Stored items
use crate::models::User;
use crate::storage::{LocalStorage, CURRENT_USER_KEY};
use tracing::warn;

/// Identity of the signed-in user, passed to everything that is per-user.
#[derive(Debug, Clone, PartialEq)]
pub struct Session {
    pub user: User,
}

impl Session {
    pub fn new(user: User) -> Self {
        Self { user }
    }

    pub fn email(&self) -> &str {
        &self.user.email
    }

    pub fn restore(store: &LocalStorage) -> Option<Self> {
        let raw = store.get_item(CURRENT_USER_KEY)?;
        match serde_json::from_str::<Option<User>>(raw) {
            Ok(user) => user.map(Self::new),
            Err(err) => {
                warn!("discarding unreadable stored session: {err}");
                None
            }
        }
    }

    pub fn persist(&self, store: &mut LocalStorage) -> Result<(), serde_json::Error> {
        store.set_item(CURRENT_USER_KEY, serde_json::to_string(&self.user)?);
        Ok(())
    }

    pub fn teardown(store: &mut LocalStorage) {
        store.remove_item(CURRENT_USER_KEY);
    }
}
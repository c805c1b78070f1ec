//! Expands medications into the day's dose slots.
//!
//! A slot is identified by `(medication id, trimmed time label)`. Slots are
//! recomputed from the medication list on every render and never stored, so
//! duplicate labels within one medication share a single adherence entry and
//! `duration` does not limit which days a medication appears on.

use crate::adherence::AdherenceRecord;
use crate::models::Medication;
use crate::progress::Progress;
use serde::Serialize;

#[derive(Debug, Clone, PartialEq, Eq, Serialize)]
pub struct DoseSlot {
    pub medication_id: String,
    pub medication_name: String,
    pub dosage: String,
    pub time_label: String,
}

impl DoseSlot {
    /// Inner adherence key, `{medication_id}_{time_label}`.
    pub fn key(&self) -> String {
        slot_key(&self.medication_id, &self.time_label)
    }
}

pub fn slot_key(medication_id: &str, time_label: &str) -> String {
    format!("{medication_id}_{time_label}")
}

#[derive(Debug, Clone, PartialEq, Eq, Serialize)]
pub struct ScheduledDose {
    #[serde(flatten)]
    pub slot: DoseSlot,
    pub key: String,
    pub taken_at: Option<String>,
}

impl ScheduledDose {
    pub fn is_taken(&self) -> bool {
        self.taken_at.is_some()
    }
}

#[derive(Debug, Clone, Copy, PartialEq, Eq, Serialize)]
#[serde(rename_all = "snake_case")]
pub enum ScheduleNotice {
    /// The user has no medications at all.
    NoMedications,
    /// Medications exist but none has a usable time label.
    NothingDue,
}

#[derive(Debug, Clone, Serialize)]
pub struct ScheduleView {
    pub date: String,
    pub doses: Vec<ScheduledDose>,
    pub progress: Progress,
    pub notice: Option<ScheduleNotice>,
}

/// Reply to marking a dose; `schedule` is absent when the medication list
/// could not be fetched.
#[derive(Debug, Clone, Serialize)]
pub struct TakenResponse {
    pub key: String,
    pub taken_at: String,
    pub schedule: Option<ScheduleView>,
}

/// Trimmed, non-empty labels of a frequency string, in order.
pub fn frequency_labels(frequency: &str) -> impl Iterator<Item = &str> {
    frequency
        .split(',')
        .map(str::trim)
        .filter(|label| !label.is_empty())
}

pub fn derive_schedule(medications: &[Medication]) -> Vec<DoseSlot> {
    medications
        .iter()
        .flat_map(|med| {
            frequency_labels(&med.frequency).map(move |label| DoseSlot {
                medication_id: med.id.clone(),
                medication_name: med.name.clone(),
                dosage: med.dosage.clone(),
                time_label: label.to_string(),
            })
        })
        .collect()
}

pub fn annotate(slots: Vec<DoseSlot>, record: &AdherenceRecord) -> Vec<ScheduledDose> {
    slots
        .into_iter()
        .map(|slot| {
            let key = slot.key();
            let taken_at = record.get(&key).map(str::to_string);
            ScheduledDose {
                slot,
                key,
                taken_at,
            }
        })
        .collect()
}

pub fn build_view(date: &str, medications: &[Medication], record: &AdherenceRecord) -> ScheduleView {
    let doses = annotate(derive_schedule(medications), record);
    let notice = if medications.is_empty() {
        Some(ScheduleNotice::NoMedications)
    } else if doses.is_empty() {
        Some(ScheduleNotice::NothingDue)
    } else {
        None
    };

    ScheduleView {
        date: date.to_string(),
        progress: Progress::from_doses(&doses),
        doses,
        notice,
    }
}
use health_tracker::{backend::BackendClient, load_storage, rollover, router, AppState, Config};
use std::net::SocketAddr;
use tokio::fs;
use tracing::{info, warn};
use tracing_subscriber::{fmt, EnvFilter};

#[tokio::main]
async fn main() -> Result<(), Box<dyn std::error::Error>> {
    fmt()
        .with_env_filter(EnvFilter::from_default_env().add_directive("info".parse()?))
        .init();

    let config = Config::from_env();
    if let Some(parent) = config.data_path.parent() {
        fs::create_dir_all(parent).await?;
    }

    let store = load_storage(&config.data_path).await;
    let backend = BackendClient::new(config.api_url.clone(), config.api_timeout)?;
    info!(backend = backend.base_url(), "using health backend");

    let state = AppState::new(config.data_path.clone(), store, backend);
    if let Some(session) = state.current_session().await {
        info!(email = session.email(), "restored session");
    }

    let rollover_task = rollover::spawn(state.clone(), config.rollover_interval);
    let app = router(state);

    let addr = SocketAddr::from(([0, 0, 0, 0], config.port));
    info!("listening on http://{addr}");
    let listener = tokio::net::TcpListener::bind(addr).await?;
    axum::serve(listener, app)
        .with_graceful_shutdown(shutdown_signal())
        .await?;

    rollover_task.abort();
    info!("stopped");
    Ok(())
}

async fn shutdown_signal() {
    if let Err(err) = tokio::signal::ctrl_c().await {
        warn!("failed to listen for shutdown signal: {err}");
        std::future::pending::<()>().await;
    }
}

◆ WHAT TO WORK ON: Where in the records above does the word "main" appear? Copy each line that holds it.

◆ COMPLETED TASK:
#[tokio::main]
async fn main() -> Result<(), Box<dyn std::error::Error>> {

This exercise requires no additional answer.